//! Queue batch event as delivered to the function.

use crate::constants::event_sources;
use crate::models::RecordBody;
use crate::processing::errors::HandlerError;
use serde::de::DeserializeOwned;
use serde::{Deserialize, Serialize};
use std::collections::HashMap;

#[derive(Debug, Clone, Default, PartialEq, Serialize, Deserialize)]
pub struct SqsEvent {
    #[serde(rename = "Records", default)]
    pub records: Vec<SqsMessage>,
}

impl SqsEvent {
    /// `true` when the batch came from a FIFO queue
    pub fn is_fifo(&self) -> bool {
        self.records.first().is_some_and(SqsMessage::is_fifo)
    }
}

#[derive(Debug, Clone, Default, PartialEq, Serialize, Deserialize)]
#[serde(rename_all = "camelCase")]
pub struct SqsMessage {
    #[serde(default)]
    pub message_id: Option<String>,
    #[serde(default)]
    pub receipt_handle: Option<String>,
    #[serde(default)]
    pub body: String,
    #[serde(default)]
    pub md5_of_body: Option<String>,
    #[serde(default)]
    pub md5_of_message_attributes: Option<String>,
    #[serde(default)]
    pub attributes: HashMap<String, String>,
    #[serde(default)]
    pub message_attributes: HashMap<String, SqsMessageAttribute>,
    #[serde(default)]
    pub event_source: Option<String>,
    #[serde(rename = "eventSourceARN", default)]
    pub event_source_arn: Option<String>,
    #[serde(default)]
    pub aws_region: Option<String>,
}

impl SqsMessage {
    pub fn is_fifo(&self) -> bool {
        self.event_source_arn
            .as_deref()
            .is_some_and(|arn| arn.ends_with(event_sources::FIFO_SUFFIX))
    }

    pub fn message_group_id(&self) -> Option<&str> {
        self.attributes.get("MessageGroupId").map(String::as_str)
    }

    pub fn approximate_receive_count(&self) -> Option<u32> {
        self.attributes
            .get("ApproximateReceiveCount")
            .and_then(|count| count.parse().ok())
    }
}

impl RecordBody for SqsMessage {
    fn deserialize_body<T: DeserializeOwned>(&self) -> Result<T, HandlerError> {
        Ok(serde_json::from_str(&self.body)?)
    }
}

#[derive(Debug, Clone, Default, PartialEq, Serialize, Deserialize)]
#[serde(rename_all = "camelCase")]
pub struct SqsMessageAttribute {
    #[serde(default)]
    pub string_value: Option<String>,
    #[serde(default)]
    pub binary_value: Option<String>,
    #[serde(default)]
    pub string_list_values: Vec<String>,
    #[serde(default)]
    pub binary_list_values: Vec<String>,
    #[serde(default)]
    pub data_type: Option<String>,
}
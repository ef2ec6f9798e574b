//! Error types for batch processing.
//!
//! Record-level failures never surface here: they are captured as
//! [`RecordError`](crate::processing::RecordError)s inside the
//! [`ProcessingResult`](crate::processing::ProcessingResult). `BatchError` covers
//! the cases where the batch as a whole cannot be reported on.

use crate::processing::errors::AggregateProcessingError;
use thiserror::Error;

#[derive(Debug, Error)]
pub enum BatchError {
    #[error("Configuration error: {0}")]
    ConfigurationError(String),
    #[error("Extraction error for record at position {position}: {reason}")]
    ExtractionError { position: usize, reason: String },
    #[error("Duplicate record id in batch: {0}")]
    DuplicateRecordId(String),
    /// Nothing in the batch succeeded under a stop-on-first-failure policy.
    /// The whole batch must be retried.
    #[error(transparent)]
    ProcessingError(#[from] AggregateProcessingError),
    #[error("Serialization error: {0}")]
    SerializationError(String),
}

impl BatchError {
    /// Returns the aggregate error when the whole batch failed.
    pub fn as_aggregate(&self) -> Option<&AggregateProcessingError> {
        match self {
            BatchError::ProcessingError(aggregate) => Some(aggregate),
            _ => None,
        }
    }

    pub fn is_full_batch_failure(&self) -> bool {
        matches!(self, BatchError::ProcessingError(_))
    }
}

impl From<serde_json::Error> for BatchError {
    fn from(error: serde_json::Error) -> Self {
        BatchError::SerializationError(format!("JSON serialization error: {error}"))
    }
}

impl From<config::ConfigError> for BatchError {
    fn from(error: config::ConfigError) -> Self {
        BatchError::ConfigurationError(error.to_string())
    }
}

pub type Result<T> = std::result::Result<T, BatchError>;

#[cfg(test)]
mod tests {
    use super::*;
    use crate::processing::errors::RecordError;

    #[test]
    fn test_display_messages() {
        let err = BatchError::ExtractionError {
            position: 3,
            reason: "missing messageId".to_string(),
        };
        assert_eq!(
            err.to_string(),
            "Extraction error for record at position 3: missing messageId"
        );

        let err = BatchError::DuplicateRecordId("abc".to_string());
        assert_eq!(err.to_string(), "Duplicate record id in batch: abc");
    }

    #[test]
    fn test_aggregate_conversion() {
        let aggregate = AggregateProcessingError::new(vec![RecordError::Unprocessed {
            record_id: "1".to_string(),
        }]);
        let err: BatchError = aggregate.into();

        assert!(err.is_full_batch_failure());
        assert_eq!(err.as_aggregate().map(|a| a.len()), Some(1));
    }

    #[test]
    fn test_from_serde_json_error() {
        let parse_err = serde_json::from_str::<serde_json::Value>("{not json").unwrap_err();
        let err: BatchError = parse_err.into();
        assert!(matches!(err, BatchError::SerializationError(_)));
        assert!(!err.is_full_batch_failure());
    }
}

★ ★ ★ ★ ★

» TASK STATEMENT
The whole listing above should be copied out exactly.

» WRITTEN REPLY
//! Queue batch event as delivered to the function.

use crate::constants::event_sources;
use crate::models::RecordBody;
use crate::processing::errors::HandlerError;
use serde::de::DeserializeOwned;
use serde::{Deserialize, Serialize};
use std::collections::HashMap;

#[derive(Debug, Clone, Default, PartialEq, Serialize, Deserialize)]
pub struct SqsEvent {
    #[serde(rename = "Records", default)]
    pub records: Vec<SqsMessage>,
}

impl SqsEvent {
    /// `true` when the batch came from a FIFO queue
    pub fn is_fifo(&self) -> bool {
        self.records.first().is_some_and(SqsMessage::is_fifo)
    }
}

#[derive(Debug, Clone, Default, PartialEq, Serialize, Deserialize)]
#[serde(rename_all = "camelCase")]
pub struct SqsMessage {
    #[serde(default)]
    pub message_id: Option<String>,
    #[serde(default)]
    pub receipt_handle: Option<String>,
    #[serde(default)]
    pub body: String,
    #[serde(default)]
    pub md5_of_body: Option<String>,
    #[serde(default)]
    pub md5_of_message_attributes: Option<String>,
    #[serde(default)]
    pub attributes: HashMap<String, String>,
    #[serde(default)]
    pub message_attributes: HashMap<String, SqsMessageAttribute>,
    #[serde(default)]
    pub event_source: Option<String>,
    #[serde(rename = "eventSourceARN", default)]
    pub event_source_arn: Option<String>,
    #[serde(default)]
    pub aws_region: Option<String>,
}

impl SqsMessage {
    pub fn is_fifo(&self) -> bool {
        self.event_source_arn
            .as_deref()
            .is_some_and(|arn| arn.ends_with(event_sources::FIFO_SUFFIX))
    }

    pub fn message_group_id(&self) -> Option<&str> {
        self.attributes.get("MessageGroupId").map(String::as_str)
    }

    pub fn approximate_receive_count(&self) -> Option<u32> {
        self.attributes
            .get("ApproximateReceiveCount")
            .and_then(|count| count.parse().ok())
    }
}

impl RecordBody for SqsMessage {
    fn deserialize_body<T: DeserializeOwned>(&self) -> Result<T, HandlerError> {
        Ok(serde_json::from_str(&self.body)?)
    }
}

#[derive(Debug, Clone, Default, PartialEq, Serialize, Deserialize)]
#[serde(rename_all = "camelCase")]
pub struct SqsMessageAttribute {
    #[serde(default)]
    pub string_value: Option<String>,
    #[serde(default)]
    pub binary_value: Option<String>,
    #[serde(default)]
    pub string_list_values: Vec<String>,
    #[serde(default)]
    pub binary_list_values: Vec<String>,
    #[serde(default)]
    pub data_type: Option<String>,
}
repository ef2ec6f9798e574b
//! Error types for batch processing.
//!
//! Record-level failures never surface here: they are captured as
//! [`RecordError`](crate::processing::RecordError)s inside the
//! [`ProcessingResult`](crate::processing::ProcessingResult). `BatchError` covers
//! the cases where the batch as a whole cannot be reported on.

use crate::processing::errors::AggregateProcessingError;
use thiserror::Error;

#[derive(Debug, Error)]
pub enum BatchError {
    #[error("Configuration error: {0}")]
    ConfigurationError(String),
    #[error("Extraction error for record at position {position}: {reason}")]
    ExtractionError { position: usize, reason: String },
    #[error("Duplicate record id in batch: {0}")]
    DuplicateRecordId(String),
    /// Nothing in the batch succeeded under a stop-on-first-failure policy.
    /// The whole batch must be retried.
    #[error(transparent)]
    ProcessingError(#[from] AggregateProcessingError),
    #[error("Serialization error: {0}")]
    SerializationError(String),
}

impl BatchError {
    /// Returns the aggregate error when the whole batch failed.
    pub fn as_aggregate(&self) -> Option<&AggregateProcessingError> {
        match self {
            BatchError::ProcessingError(aggregate) => Some(aggregate),
            _ => None,
        }
    }

    pub fn is_full_batch_failure(&self) -> bool {
        matches!(self, BatchError::ProcessingError(_))
    }
}

impl From<serde_json::Error> for BatchError {
    fn from(error: serde_json::Error) -> Self {
        BatchError::SerializationError(format!("JSON serialization error: {error}"))
    }
}

impl From<config::ConfigError> for BatchError {
    fn from(error: config::ConfigError) -> Self {
        BatchError::ConfigurationError(error.to_string())
    }
}

pub type Result<T> = std::result::Result<T, BatchError>;

#[cfg(test)]
mod tests {
    use super::*;
    use crate::processing::errors::RecordError;

    #[test]
    fn test_display_messages() {
        let err = BatchError::ExtractionError {
            position: 3,
            reason: "missing messageId".to_string(),
        };
        assert_eq!(
            err.to_string(),
            "Extraction error for record at position 3: missing messageId"
        );

        let err = BatchError::DuplicateRecordId("abc".to_string());
        assert_eq!(err.to_string(), "Duplicate record id in batch: abc");
    }

    #[test]
    fn test_aggregate_conversion() {
        let aggregate = AggregateProcessingError::new(vec![RecordError::Unprocessed {
            record_id: "1".to_string(),
        }]);
        let err: BatchError = aggregate.into();

        assert!(err.is_full_batch_failure());
        assert_eq!(err.as_aggregate().map(|a| a.len()), Some(1));
    }

    #[test]
    fn test_from_serde_json_error() {
        let parse_err = serde_json::from_str::<serde_json::Value>("{not json").unwrap_err();
        let err: BatchError = parse_err.into();
        assert!(matches!(err, BatchError::SerializationError(_)));
        assert!(!err.is_full_batch_failure());
    }
}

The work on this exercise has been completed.